Data shown>
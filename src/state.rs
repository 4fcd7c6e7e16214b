use std::sync::Arc;

use crate::config::AppConfig;
use crate::credentials::{hasher_for, CredentialHasher};
use crate::db::Database;

#[derive(Clone)]
pub struct AppState {
    pub db: Database,
    pub config: Arc<AppConfig>,
    pub hasher: Arc<dyn CredentialHasher>,
}

impl AppState {
    pub async fn init() -> anyhow::Result<Self> {
        let config = Arc::new(AppConfig::from_env()?);
        let db = Database::connect(&config.database).await?;
        let hasher = hasher_for(config.password_hasher);
        Ok(Self::from_parts(db, config, hasher))
    }

    pub fn from_parts(
        db: Database,
        config: Arc<AppConfig>,
        hasher: Arc<dyn CredentialHasher>,
    ) -> Self {
        Self { db, config, hasher }
    }

    /// State backed by a fresh in-memory store and the default config.
    #[cfg(test)]
    pub async fn fake() -> Self {
        let config = Arc::new(AppConfig::from_lookup(|_| None).expect("default config"));
        let db = Database::in_memory().await.expect("in-memory database");
        let hasher = hasher_for(config.password_hasher);
        Self::from_parts(db, config, hasher)
    }

    /// Same store, different password hasher.
    #[cfg(test)]
    pub fn with_hasher(self, kind: crate::config::HasherKind) -> Self {
        let hasher = hasher_for(kind);
        Self { hasher, ..self }
    }
}
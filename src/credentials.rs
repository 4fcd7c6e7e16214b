use std::sync::Arc;

use argon2::{
    password_hash::{PasswordHash, PasswordHasher, PasswordVerifier, SaltString},
    Argon2,
};
use rand::rngs::OsRng;
use tracing::{error, warn};

use crate::config::HasherKind;

/// Transformation applied to a password before it is written to the store,
/// and the matching check used when a caller has to prove they know it.
pub trait CredentialHasher: Send + Sync {
    fn hash(&self, plain: &str) -> anyhow::Result<String>;
    fn verify(&self, plain: &str, stored: &str) -> anyhow::Result<bool>;
}

/// Keeps the password as received. This is what the service has always
/// stored; switch to [`Argon2Hasher`] through `PASSWORD_HASHER=argon2`.
#[derive(Debug, Default, Clone, Copy)]
pub struct PlainText;

impl CredentialHasher for PlainText {
    fn hash(&self, plain: &str) -> anyhow::Result<String> {
        Ok(plain.to_owned())
    }

    fn verify(&self, plain: &str, stored: &str) -> anyhow::Result<bool> {
        Ok(plain == stored)
    }
}

/// Salted Argon2id in PHC string form. A stored value that is not a PHC
/// string (left over from [`PlainText`]) never verifies.
#[derive(Debug, Default, Clone, Copy)]
pub struct Argon2Hasher;

impl CredentialHasher for Argon2Hasher {
    fn hash(&self, plain: &str) -> anyhow::Result<String> {
        let salt = SaltString::generate(&mut OsRng);
        Argon2::default()
            .hash_password(plain.as_bytes(), &salt)
            .map(|phc| phc.to_string())
            .map_err(|e| {
                error!(error = %e, "argon2 hashing failed");
                anyhow::anyhow!("hash password: {e}")
            })
    }

    fn verify(&self, plain: &str, stored: &str) -> anyhow::Result<bool> {
        let Ok(phc) = PasswordHash::new(stored) else {
            warn!("stored credential is not an argon2 hash; treating as mismatch");
            return Ok(false);
        };
        Ok(Argon2::default()
            .verify_password(plain.as_bytes(), &phc)
            .is_ok())
    }
}

pub fn hasher_for(kind: HasherKind) -> Arc<dyn CredentialHasher> {
    match kind {
        HasherKind::Plain => Arc::new(PlainText),
        HasherKind::Argon2 => Arc::new(Argon2Hasher),
    }
}
use sqlx::FromRow;

/// User row as persisted in the `user` table.
#[derive(Debug, Clone, PartialEq, Eq, FromRow)]
pub struct User {
    pub id: i64,          // assigned by the store on insert
    pub name: String,
    pub lastname: String,
    pub age: Option<i64>,
    pub email: String,
    pub password: String, // whatever the configured hasher produced
    pub cv: String,       // CV reference, usually a filename
}
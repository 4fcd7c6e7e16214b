use serde::{Deserialize, Serialize};

use crate::credentials::CredentialHasher;
use crate::error::AppError;
use crate::users::repo_types::User;

const PASSWORD_MAX_CHARS: usize = 20;
const PAGE_MAX: u32 = 100;

/// Fields shared by every user shape.
#[derive(Debug, Clone, PartialEq, Eq, Serialize, Deserialize)]
pub struct UserBase {
    pub name: String,
    pub lastname: String,
    #[serde(default)]
    pub age: Option<i64>,
}

/// Request body for user creation. Everything but the identifier is required.
#[derive(Debug, Clone, Deserialize)]
pub struct CreateUser {
    #[serde(flatten)]
    pub base: UserBase,
    pub email: String,
    pub password: String,
    pub cv: String,
}

/// Request body for an update. `lastname` stays required as in the base;
/// the other fields are left untouched when absent.
#[derive(Debug, Clone, Deserialize)]
pub struct UpdateUser {
    #[serde(default)]
    pub name: Option<String>,
    pub lastname: String,
    #[serde(default)]
    pub age: Option<i64>,
    #[serde(default)]
    pub password: Option<String>,
    #[serde(default)]
    pub cv: Option<String>,
}

impl UpdateUser {
    /// Writes the sent fields onto `user`, running a new password
    /// through `hasher` first. Identifier and email are never touched.
    pub fn apply(self, user: &mut User, hasher: &dyn CredentialHasher) -> anyhow::Result<()> {
        if let Some(password) = self.password {
            user.password = hasher.hash(&password)?;
        }
        if let Some(name) = self.name {
            user.name = name;
        }
        user.lastname = self.lastname;
        if let Some(age) = self.age {
            user.age = Some(age);
        }
        if let Some(cv) = self.cv {
            user.cv = cv;
        }
        Ok(())
    }
}

/// Request body confirming a deletion.
#[derive(Debug, Clone, Deserialize)]
pub struct DeleteUser {
    #[serde(flatten)]
    pub base: UserBase,
    pub password: String,
}

impl DeleteUser {
    pub fn validate(&self) -> Result<(), AppError> {
        let len = self.password.chars().count();
        if len == 0 || len > PASSWORD_MAX_CHARS {
            return Err(AppError::Validation(format!(
                "password must be between 1 and {PASSWORD_MAX_CHARS} characters"
            )));
        }
        Ok(())
    }
}

/// The only user shape that leaves the service: no password, no CV.
#[derive(Debug, Clone, PartialEq, Eq, Serialize)]
pub struct PublicUser {
    pub user_id: i64,
    #[serde(flatten)]
    pub base: UserBase,
    pub email: String,
}

impl From<User> for PublicUser {
    fn from(user: User) -> Self {
        Self {
            user_id: user.id,
            base: UserBase {
                name: user.name,
                lastname: user.lastname,
                age: user.age,
            },
            email: user.email,
        }
    }
}

#[derive(Debug, Serialize)]
pub struct Deleted {
    pub ok: bool,
}

#[derive(Debug, Deserialize)]
pub struct Pagination {
    #[serde(default)]
    pub offset: u32,
    #[serde(default = "default_limit")]
    pub limit: u32,
}

fn default_limit() -> u32 {
    PAGE_MAX
}

impl Pagination {
    pub fn validate(&self) -> Result<(), AppError> {
        if self.limit > PAGE_MAX {
            return Err(AppError::Validation(format!(
                "limit must be less than or equal to {PAGE_MAX}"
            )));
        }
        Ok(())
    }
}
//! Table-driven Rijndael round transformations.
//!
//! The state is held as `block_size / 4` big-endian column words. Each full round
//! fuses SubBytes, ShiftRows and MixColumns into four T-table lookups per word; the
//! final round has no MixColumns and falls back to the plain S-box.

use crate::block::{byte0, byte1, byte2, byte3};

/// ShiftRows displacement for rows 1..=3, in columns.
pub type Shifts = [usize; 3];

/// Forward ShiftRows offsets for a state of `words` columns.
pub fn encrypt_shifts(words: usize) -> Shifts {
    match words {
        4 | 6 => [1, 2, 3],
        _ => [1, 3, 4],
    }
}

/// Inverse ShiftRows offsets for a state of `words` columns.
pub fn decrypt_shifts(words: usize) -> Shifts {
    match words {
        4 => [3, 2, 1],
        6 => [5, 4, 3],
        _ => [7, 5, 4],
    }
}

/// XORs the round key into the state words.
#[inline]
pub fn add_round_key(state: &mut [u32], round_key: &[u32]) {
    for (s, k) in state.iter_mut().zip(round_key.iter()) {
        *s ^= *k;
    }
}

/// One full round: `out[i]` combines column `i` with its shifted neighbours through
/// the four lookup tables, then adds the round key.
#[inline]
pub fn full_round(
    state: &[u32],
    out: &mut [u32],
    tables: &[[u32; 256]; 4],
    shifts: &Shifts,
    round_key: &[u32],
) {
    let w = state.len();
    let [s1, s2, s3] = *shifts;
    for (i, dst) in out.iter_mut().enumerate() {
        *dst = tables[0][byte0(state[i])]
            ^ tables[1][byte1(state[(i + s1) % w])]
            ^ tables[2][byte2(state[(i + s2) % w])]
            ^ tables[3][byte3(state[(i + s3) % w])]
            ^ round_key[i];
    }
}

/// Final round: byte substitution and shift only, written straight to bytes.
#[inline]
pub fn final_round(
    state: &[u32],
    out: &mut [u8],
    sbox: &[u8; 256],
    shifts: &Shifts,
    round_key: &[u32],
) {
    let w = state.len();
    let [s1, s2, s3] = *shifts;
    for (i, chunk) in out.chunks_exact_mut(4).enumerate() {
        let word = u32::from_be_bytes([
            sbox[byte0(state[i])],
            sbox[byte1(state[(i + s1) % w])],
            sbox[byte2(state[(i + s2) % w])],
            sbox[byte3(state[(i + s3) % w])],
        ]) ^ round_key[i];
        chunk.copy_from_slice(&word.to_be_bytes());
    }
}
//! Rijndael cipher instance and single-block encryption/decryption.

use crate::block::load_words;
use crate::error::Error;
use crate::key::{expand_key, RoundKeys};
use crate::round::{add_round_key, decrypt_shifts, encrypt_shifts, final_round, full_round};
use crate::tables::tables;

/// Block size used when none is given (AES).
pub const DEFAULT_BLOCK_SIZE: usize = 16;

/// A keyed Rijndael instance for one block size.
///
/// Round keys are derived once in [`Rijndael::new`] and never change, so an instance
/// can be shared freely between threads.
#[derive(Clone, Debug, PartialEq, Eq)]
pub struct Rijndael {
    block_size: usize,
    round_keys: RoundKeys,
}

impl Rijndael {
    /// Builds a cipher for `block_size`-byte blocks. Both the key length and the block
    /// size must be 16, 24 or 32 bytes.
    pub fn new(key: &[u8], block_size: usize) -> Result<Self, Error> {
        let round_keys = expand_key(key, block_size)?;
        Ok(Self {
            block_size,
            round_keys,
        })
    }

    /// Builds a cipher with 16-byte blocks, i.e. AES with a 128/192/256-bit key.
    pub fn aes(key: &[u8]) -> Result<Self, Error> {
        Self::new(key, DEFAULT_BLOCK_SIZE)
    }

    /// Block size in bytes.
    #[inline]
    pub fn block_size(&self) -> usize {
        self.block_size
    }

    /// Number of rounds.
    #[inline]
    pub fn rounds(&self) -> usize {
        self.round_keys.rounds()
    }

    /// Expanded round keys.
    #[inline]
    pub fn round_keys(&self) -> &RoundKeys {
        &self.round_keys
    }

    /// Encrypts exactly one block.
    pub fn encrypt(&self, block: &[u8]) -> Result<Vec<u8>, Error> {
        self.check_len(block)?;
        let t = tables();
        let keys = &self.round_keys;
        let rounds = keys.rounds();
        let shifts = encrypt_shifts(self.block_size / 4);

        let mut state = load_words(block);
        add_round_key(&mut state, keys.encryption(0));
        let mut next = vec![0u32; state.len()];
        for round in 1..rounds {
            full_round(&state, &mut next, &t.te, &shifts, keys.encryption(round));
            core::mem::swap(&mut state, &mut next);
        }

        let mut out = vec![0u8; self.block_size];
        final_round(&state, &mut out, &t.s, &shifts, keys.encryption(rounds));
        Ok(out)
    }

    /// Decrypts exactly one block.
    pub fn decrypt(&self, block: &[u8]) -> Result<Vec<u8>, Error> {
        self.check_len(block)?;
        let t = tables();
        let keys = &self.round_keys;
        let rounds = keys.rounds();
        let shifts = decrypt_shifts(self.block_size / 4);

        let mut state = load_words(block);
        add_round_key(&mut state, keys.decryption(0));
        let mut next = vec![0u32; state.len()];
        for round in 1..rounds {
            full_round(&state, &mut next, &t.td, &shifts, keys.decryption(round));
            core::mem::swap(&mut state, &mut next);
        }

        let mut out = vec![0u8; self.block_size];
        final_round(&state, &mut out, &t.si, &shifts, keys.decryption(rounds));
        Ok(out)
    }

    fn check_len(&self, block: &[u8]) -> Result<(), Error> {
        if block.len() != self.block_size {
            return Err(Error::BlockLength {
                expected: self.block_size,
                actual: block.len(),
            });
        }
        Ok(())
    }
}
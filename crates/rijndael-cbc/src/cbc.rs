//! CBC chaining over whole messages.

use rijndael_core::{xor_in_place, Error as CipherError, Rijndael};

use crate::error::CbcError;
use crate::padding::Padding;

/// Rijndael in CBC mode with a fixed IV and a padding scheme.
///
/// The IV is stored once and every [`encrypt`](Self::encrypt) and
/// [`decrypt`](Self::decrypt) call chains from it afresh; it is never advanced.
/// Each call must therefore be one complete, independent message. Encrypting several
/// related messages under the same key and IV leaks equality of their common
/// prefixes; callers that need that must construct a new instance with a fresh IV.
#[derive(Clone, Debug)]
pub struct RijndaelCbc<P> {
    cipher: Rijndael,
    iv: Vec<u8>,
    padding: P,
}

impl<P: Padding> RijndaelCbc<P> {
    /// Builds the block cipher from `key` and wraps it. `padding` must align to
    /// `block_size`.
    pub fn new(key: &[u8], iv: &[u8], padding: P, block_size: usize) -> Result<Self, CbcError> {
        let cipher = Rijndael::new(key, block_size)?;
        Self::from_cipher(cipher, iv, padding)
    }

    /// Wraps an existing cipher. `iv` must be exactly one block long and `padding`
    /// must use the cipher's block size.
    pub fn from_cipher(cipher: Rijndael, iv: &[u8], padding: P) -> Result<Self, CbcError> {
        if iv.len() != cipher.block_size() {
            return Err(CbcError::IvLength {
                expected: cipher.block_size(),
                actual: iv.len(),
            });
        }
        if padding.block_size() != cipher.block_size() {
            return Err(CbcError::PaddingBlockSize {
                expected: cipher.block_size(),
                actual: padding.block_size(),
            });
        }
        Ok(Self {
            cipher,
            iv: iv.to_vec(),
            padding,
        })
    }

    /// Underlying block cipher.
    pub fn cipher(&self) -> &Rijndael {
        &self.cipher
    }

    /// The IV every call starts from.
    pub fn iv(&self) -> &[u8] {
        &self.iv
    }

    /// Block size in bytes.
    pub fn block_size(&self) -> usize {
        self.cipher.block_size()
    }

    /// Pads and encrypts `plaintext`. The output is a whole number of blocks.
    pub fn encrypt(&self, plaintext: &[u8]) -> Result<Vec<u8>, CbcError> {
        let padded = self.padding.encode(plaintext);
        let bs = self.block_size();
        let mut out = Vec::with_capacity(padded.len());
        let mut chain = self.iv.clone();
        for chunk in padded.chunks(bs) {
            // A padding whose output is not block aligned is a broken collaborator.
            if chunk.len() != bs {
                return Err(CipherError::BlockLength {
                    expected: bs,
                    actual: chunk.len(),
                }
                .into());
            }
            xor_in_place(&mut chain, chunk);
            chain = self.cipher.encrypt(&chain)?;
            out.extend_from_slice(&chain);
        }
        Ok(out)
    }

    /// Decrypts `ciphertext` and strips the padding.
    pub fn decrypt(&self, ciphertext: &[u8]) -> Result<Vec<u8>, CbcError> {
        let bs = self.block_size();
        if ciphertext.len() % bs != 0 {
            return Err(CbcError::UnalignedCiphertext {
                len: ciphertext.len(),
                block_size: bs,
            });
        }
        let mut padded = Vec::with_capacity(ciphertext.len());
        let mut chain: &[u8] = &self.iv;
        for block in ciphertext.chunks_exact(bs) {
            let mut plain = self.cipher.decrypt(block)?;
            xor_in_place(&mut plain, chain);
            padded.extend_from_slice(&plain);
            chain = block;
        }
        Ok(self.padding.decode(&padded)?)
    }
}
//! Table-driven Rijndael implementation shared by the CBC wrapper and CLI.
//!
//! Unlike AES, Rijndael lets the block size and the key size vary independently
//! between 128, 192 and 256 bits. This crate provides:
//! - Precomputed GF(2^8) tables (S-boxes, T-tables, round constants).
//! - The key schedule producing forward and inverse round keys.
//! - Single-block encryption and decryption for every block size.
//!
//! With a 16-byte block the cipher is AES and matches the FIPS-197 vectors.
//! Table lookups are data dependent; this crate is not side-channel hardened.

#![forbid(unsafe_code)]
#![deny(missing_docs)]

mod block;
mod cipher;
mod error;
mod key;
mod round;
mod tables;

pub use crate::block::{xor_in_place, VALID_SIZES};
pub use crate::cipher::{Rijndael, DEFAULT_BLOCK_SIZE};
pub use crate::error::Error;
pub use crate::key::{expand_key, rounds_for, RoundKeys};
pub use crate::tables::{multiply, tables, Tables};
//! Cipher Block Chaining over [`rijndael_core::Rijndael`].
//!
//! Padding is supplied by the caller through the [`Padding`] trait; PKCS#7 and zero
//! padding are provided.
//!
//! Ciphertexts are not authenticated, and every call starts from the same IV. See
//! [`RijndaelCbc`] for what that means for callers.

#![forbid(unsafe_code)]
#![deny(missing_docs)]

mod cbc;
mod error;
mod padding;

pub use crate::cbc::RijndaelCbc;
pub use crate::error::{CbcError, PaddingError};
pub use crate::padding::{Padding, Pkcs7Padding, ZeroPadding};
pub use rijndael_core::{Error as CipherError, Rijndael, VALID_SIZES};
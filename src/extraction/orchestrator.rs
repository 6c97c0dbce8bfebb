//! One extraction job from raw URL to stored banner

use std::path::{Path, PathBuf};
use std::sync::Arc;

use async_trait::async_trait;
use tracing::{error, info, instrument};

use super::backend::BannerBackend;
use super::types::{BannerData, DeviceProfile, ErrorKind, ExtractionRequest, ExtractionResult};
use crate::banner_downloader;
use crate::browser_session::ChromeBackend;
use crate::config::ExtractorConfig;
use crate::dispatch_queue::JobRunner;
use crate::utils::constants::DOWNLOAD_TARGET_WIDTH;
use crate::utils::{extract_artist_id, normalize, normalize_cdn_url};

/// URL prefix persisted banners are served under
pub const IMAGES_ROUTE: &str = "/images";

/// Runs the normalize, locate, download pipeline for a single request
pub struct BannerExtractor {
    backend: Arc<dyn BannerBackend>,
    images_dir: PathBuf,
}

impl BannerExtractor {
    #[must_use]
    pub fn new(backend: Arc<dyn BannerBackend>, images_dir: impl Into<PathBuf>) -> Self {
        Self {
            backend,
            images_dir: images_dir.into(),
        }
    }

    /// Extractor backed by a real browser
    #[must_use]
    pub fn with_chrome(config: Arc<ExtractorConfig>) -> Self {
        let images_dir = config.images_dir().to_path_buf();
        Self::new(Arc::new(ChromeBackend::new(config)), images_dir)
    }

    #[must_use]
    pub fn images_dir(&self) -> &Path {
        &self.images_dir
    }

    /// Process one request. Never panics on bad input; every failure is a
    /// typed [`ErrorKind`].
    #[instrument(skip_all, fields(profile = %profile))]
    pub async fn process(&self, raw_artist_url: &str, profile: DeviceProfile) -> ExtractionResult {
        let result = self.try_process(raw_artist_url, profile).await;
        match &result {
            Ok(data) => info!("Banner for {} stored at {}", data.artist_id, data.image_path),
            Err(reason) => error!("Extraction failed: {reason}"),
        }
        result.into()
    }

    async fn try_process(
        &self,
        raw_artist_url: &str,
        profile: DeviceProfile,
    ) -> Result<BannerData, ErrorKind> {
        let canonical = normalize(raw_artist_url).ok_or(ErrorKind::InvalidUrl)?;
        info!("Processing {canonical} ({profile} version)");

        let candidate = self
            .backend
            .locate_banner(&canonical, profile)
            .await
            .map_err(|e| ErrorKind::ExtractionError(format!("{e:#}")))?
            .ok_or(ErrorKind::NoBannerFound)?;

        let artist_id = extract_artist_id(&canonical);
        let banner_url = normalize_cdn_url(&candidate.url, Some(DOWNLOAD_TARGET_WIDTH));

        let filename = banner_downloader::download(
            self.backend.as_ref(),
            &self.images_dir,
            &banner_url,
            &artist_id,
            profile,
        )
        .await
        .ok_or(ErrorKind::DownloadFailed)?;

        Ok(BannerData {
            artist_url: canonical,
            banner_url,
            image_path: format!("{IMAGES_ROUTE}/{filename}"),
            artist_id,
            device_profile: profile,
        })
    }
}

#[async_trait]
impl JobRunner for BannerExtractor {
    async fn run(&self, request: ExtractionRequest) -> ExtractionResult {
        self.process(&request.raw_artist_url, request.device_profile)
            .await
    }
}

Work to be completed>
Search the data above for the word "that", then gather each line in which it appears.

Final answer>
/// Salted Argon2id in PHC string form. A stored value that is not a PHC
/// The only user shape that leaves the service: no password, no CV.
/// prefixes; callers that need that must construct a new instance with a fresh IV.
//! [`RijndaelCbc`] for what that means for callers.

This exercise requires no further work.